BEGIN SOURCE MATERIAL
//! Whole-tree transforms: hierarchy linearization and tree inversion.

use tracing::{debug, instrument};

use crate::domain::arena::{NodeId, Tree};
use crate::domain::error::TreeResult;

impl<T> Tree<T> {
    /// Linearize the trees touched by `nodes`.
    ///
    /// Takes the distinct roots of `nodes` in first-seen order and emits each
    /// root followed by its whole offspring in pre-order. Nodes outside
    /// `nodes` but below one of its roots are included.
    pub fn order_by_hierarchy(&self, nodes: &[NodeId]) -> Vec<NodeId> {
        let mut ordered = Vec::with_capacity(nodes.len());
        for root in self.get_roots(nodes) {
            ordered.push(root);
            ordered.extend(self.offspring(root));
        }
        ordered
    }

    /// Linearize with ordering by `key`.
    ///
    /// Roots are sorted by key. Below each root the offspring are flattened
    /// and sorted once as a whole, not per parent, so only the root level is
    /// guaranteed to keep siblings grouped under their parent. Sorting is
    /// stable: equal keys keep pre-order.
    pub fn order_by_hierarchy_by_key<K, F>(&self, nodes: &[NodeId], mut key: F) -> Vec<NodeId>
    where
        K: Ord,
        F: FnMut(&T) -> K,
    {
        let mut roots = self.get_roots(nodes);
        roots.sort_by_cached_key(|&r| self.value(r).map(&mut key));

        let mut ordered = Vec::with_capacity(nodes.len());
        for root in roots {
            ordered.push(root);
            let mut offspring = self.offspring(root);
            offspring.sort_by_cached_key(|&o| self.value(o).map(&mut key));
            ordered.extend(offspring);
        }
        ordered
    }

    /// Snapshot of all values in hierarchy order.
    pub fn view(&self) -> HierarchyView<'_, T> {
        HierarchyView::new(self, self.order_by_hierarchy(self.indices()))
    }

    /// Snapshot of all values in keyed hierarchy order.
    pub fn view_by_key<K, F>(&self, key: F) -> HierarchyView<'_, T>
    where
        K: Ord,
        F: FnMut(&T) -> K,
    {
        HierarchyView::new(self, self.order_by_hierarchy_by_key(self.indices(), key))
    }
}

impl<T: PartialEq + Clone> Tree<T> {
    /// Build a new tree with every parent/child edge inverted.
    ///
    /// Distinct leaf values become the new roots. Below a new node holding
    /// `v` go the distinct values of the parents of every original node
    /// holding `v`. Matching is by value, so duplicate values are merged into
    /// one node per position in the new tree.
    ///
    /// The new tree uses this tree's options; a rejected edge either fails
    /// the call or is dropped accordingly. `self` is not modified.
    #[instrument(level = "debug", skip(self))]
    pub fn reverse(&self) -> TreeResult<Tree<T>, T> {
        let leaf_values = self.distinct_values(&self.leaves());
        let mut reversed = Tree::with_options(self.options());
        reversed.fill_from_children(leaf_values, |v| self.parent_values(v))?;
        debug!(nodes = reversed.len(), roots = reversed.roots().len(), "reversed tree");
        Ok(reversed)
    }

    fn parent_values(&self, value: &T) -> Vec<T> {
        let holders = self.get_self(self.indices(), std::slice::from_ref(value));
        self.distinct_values(&self.get_parents(&holders))
    }

    fn distinct_values(&self, nodes: &[NodeId]) -> Vec<T> {
        let mut values: Vec<T> = Vec::with_capacity(nodes.len());
        for v in nodes.iter().filter_map(|&n| self.value(n)) {
            if !values.contains(v) {
                values.push(v.clone());
            }
        }
        values
    }
}

/// Read-only projection of a tree's values in hierarchy order.
///
/// Borrows the tree, so the tree cannot change while the view exists.
#[derive(Debug, Clone)]
pub struct HierarchyView<'a, T> {
    values: Vec<&'a T>,
}

impl<'a, T> HierarchyView<'a, T> {
    fn new(tree: &'a Tree<T>, order: Vec<NodeId>) -> Self {
        let values = order.into_iter().filter_map(|idx| tree.value(idx)).collect();
        Self { values }
    }

    pub fn len(&self) -> usize {
        self.values.len()
    }

    pub fn is_empty(&self) -> bool {
        self.values.is_empty()
    }

    pub fn get(&self, position: usize) -> Option<&'a T> {
        self.values.get(position).copied()
    }

    pub fn iter(&self) -> impl Iterator<Item = &'a T> + '_ {
        self.values.iter().copied()
    }

    pub fn to_vec(&self) -> Vec<T>
    where
        T: Clone,
    {
        self.values.iter().map(|&v| v.clone()).collect()
    }
}

impl<'a, T> std::ops::Index<usize> for HierarchyView<'a, T> {
    type Output = T;

    fn index(&self, position: usize) -> &T {
        self.values[position]
    }
}

impl<'a, T> IntoIterator for HierarchyView<'a, T> {
    type Item = &'a T;
    type IntoIter = std::vec::IntoIter<&'a T>;

    fn into_iter(self) -> Self::IntoIter {
        self.values.into_iter()
    }
}
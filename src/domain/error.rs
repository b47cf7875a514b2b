//! Domain-level errors (no external dependencies)

use thiserror::Error;

use crate::domain::arena::NodeId;

/// Errors raised by container mutations.
///
/// Generic over the value type so a rejected value is handed back to the
/// caller instead of being dropped.
#[derive(Error, Debug, Clone, PartialEq, Eq)]
pub enum TreeError<T> {
    /// Attaching `value` below `parent` would make a value its own ancestor.
    #[error("invalid child {value:?} for parent {parent:?}: value is already an ancestor")]
    InvalidChild { parent: NodeId, value: T },

    #[error("node not found in tree: {0:?}")]
    NodeNotFound(NodeId),
}

impl<T> TreeError<T> {
    /// The value carried by an `InvalidChild` error.
    pub fn rejected_value(&self) -> Option<&T> {
        match self {
            TreeError::InvalidChild { value, .. } => Some(value),
            TreeError::NodeNotFound(_) => None,
        }
    }
}

/// Result type for tree operations.
pub type TreeResult<R, T> = Result<R, TreeError<T>>;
END SOURCE MATERIAL
[EXERCISE DETAILS]
From the first line to the last, copy the records without alteration.

[SOLUTION TO THIS TASK]
//! Whole-tree transforms: hierarchy linearization and tree inversion.

use tracing::{debug, instrument};

use crate::domain::arena::{NodeId, Tree};
use crate::domain::error::TreeResult;

impl<T> Tree<T> {
    /// Linearize the trees touched by `nodes`.
    ///
    /// Takes the distinct roots of `nodes` in first-seen order and emits each
    /// root followed by its whole offspring in pre-order. Nodes outside
    /// `nodes` but below one of its roots are included.
    pub fn order_by_hierarchy(&self, nodes: &[NodeId]) -> Vec<NodeId> {
        let mut ordered = Vec::with_capacity(nodes.len());
        for root in self.get_roots(nodes) {
            ordered.push(root);
            ordered.extend(self.offspring(root));
        }
        ordered
    }

    /// Linearize with ordering by `key`.
    ///
    /// Roots are sorted by key. Below each root the offspring are flattened
    /// and sorted once as a whole, not per parent, so only the root level is
    /// guaranteed to keep siblings grouped under their parent. Sorting is
    /// stable: equal keys keep pre-order.
    pub fn order_by_hierarchy_by_key<K, F>(&self, nodes: &[NodeId], mut key: F) -> Vec<NodeId>
    where
        K: Ord,
        F: FnMut(&T) -> K,
    {
        let mut roots = self.get_roots(nodes);
        roots.sort_by_cached_key(|&r| self.value(r).map(&mut key));

        let mut ordered = Vec::with_capacity(nodes.len());
        for root in roots {
            ordered.push(root);
            let mut offspring = self.offspring(root);
            offspring.sort_by_cached_key(|&o| self.value(o).map(&mut key));
            ordered.extend(offspring);
        }
        ordered
    }

    /// Snapshot of all values in hierarchy order.
    pub fn view(&self) -> HierarchyView<'_, T> {
        HierarchyView::new(self, self.order_by_hierarchy(self.indices()))
    }

    /// Snapshot of all values in keyed hierarchy order.
    pub fn view_by_key<K, F>(&self, key: F) -> HierarchyView<'_, T>
    where
        K: Ord,
        F: FnMut(&T) -> K,
    {
        HierarchyView::new(self, self.order_by_hierarchy_by_key(self.indices(), key))
    }
}

impl<T: PartialEq + Clone> Tree<T> {
    /// Build a new tree with every parent/child edge inverted.
    ///
    /// Distinct leaf values become the new roots. Below a new node holding
    /// `v` go the distinct values of the parents of every original node
    /// holding `v`. Matching is by value, so duplicate values are merged into
    /// one node per position in the new tree.
    ///
    /// The new tree uses this tree's options; a rejected edge either fails
    /// the call or is dropped accordingly. `self` is not modified.
    #[instrument(level = "debug", skip(self))]
    pub fn reverse(&self) -> TreeResult<Tree<T>, T> {
        let leaf_values = self.distinct_values(&self.leaves());
        let mut reversed = Tree::with_options(self.options());
        reversed.fill_from_children(leaf_values, |v| self.parent_values(v))?;
        debug!(nodes = reversed.len(), roots = reversed.roots().len(), "reversed tree");
        Ok(reversed)
    }

    fn parent_values(&self, value: &T) -> Vec<T> {
        let holders = self.get_self(self.indices(), std::slice::from_ref(value));
        self.distinct_values(&self.get_parents(&holders))
    }

    fn distinct_values(&self, nodes: &[NodeId]) -> Vec<T> {
        let mut values: Vec<T> = Vec::with_capacity(nodes.len());
        for v in nodes.iter().filter_map(|&n| self.value(n)) {
            if !values.contains(v) {
                values.push(v.clone());
            }
        }
        values
    }
}

/// Read-only projection of a tree's values in hierarchy order.
///
/// Borrows the tree, so the tree cannot change while the view exists.
#[derive(Debug, Clone)]
pub struct HierarchyView<'a, T> {
    values: Vec<&'a T>,
}

impl<'a, T> HierarchyView<'a, T> {
    fn new(tree: &'a Tree<T>, order: Vec<NodeId>) -> Self {
        let values = order.into_iter().filter_map(|idx| tree.value(idx)).collect();
        Self { values }
    }

    pub fn len(&self) -> usize {
        self.values.len()
    }

    pub fn is_empty(&self) -> bool {
        self.values.is_empty()
    }

    pub fn get(&self, position: usize) -> Option<&'a T> {
        self.values.get(position).copied()
    }

    pub fn iter(&self) -> impl Iterator<Item = &'a T> + '_ {
        self.values.iter().copied()
    }

    pub fn to_vec(&self) -> Vec<T>
    where
        T: Clone,
    {
        self.values.iter().map(|&v| v.clone()).collect()
    }
}

impl<'a, T> std::ops::Index<usize> for HierarchyView<'a, T> {
    type Output = T;

    fn index(&self, position: usize) -> &T {
        self.values[position]
    }
}

impl<'a, T> IntoIterator for HierarchyView<'a, T> {
    type Item = &'a T;
    type IntoIter = std::vec::IntoIter<&'a T>;

    fn into_iter(self) -> Self::IntoIter {
        self.values.into_iter()
    }
}
filename src/domain/error.rs
repository b47cf7875a514b2b
//! Domain-level errors (no external dependencies)

use thiserror::Error;

use crate::domain::arena::NodeId;

/// Errors raised by container mutations.
///
/// Generic over the value type so a rejected value is handed back to the
/// caller instead of being dropped.
#[derive(Error, Debug, Clone, PartialEq, Eq)]
pub enum TreeError<T> {
    /// Attaching `value` below `parent` would make a value its own ancestor.
    #[error("invalid child {value:?} for parent {parent:?}: value is already an ancestor")]
    InvalidChild { parent: NodeId, value: T },

    #[error("node not found in tree: {0:?}")]
    NodeNotFound(NodeId),
}

impl<T> TreeError<T> {
    /// The value carried by an `InvalidChild` error.
    pub fn rejected_value(&self) -> Option<&T> {
        match self {
            TreeError::InvalidChild { value, .. } => Some(value),
            TreeError::NodeNotFound(_) => None,
        }
    }
}

/// Result type for tree operations.
pub type TreeResult<R, T> = Result<R, TreeError<T>>;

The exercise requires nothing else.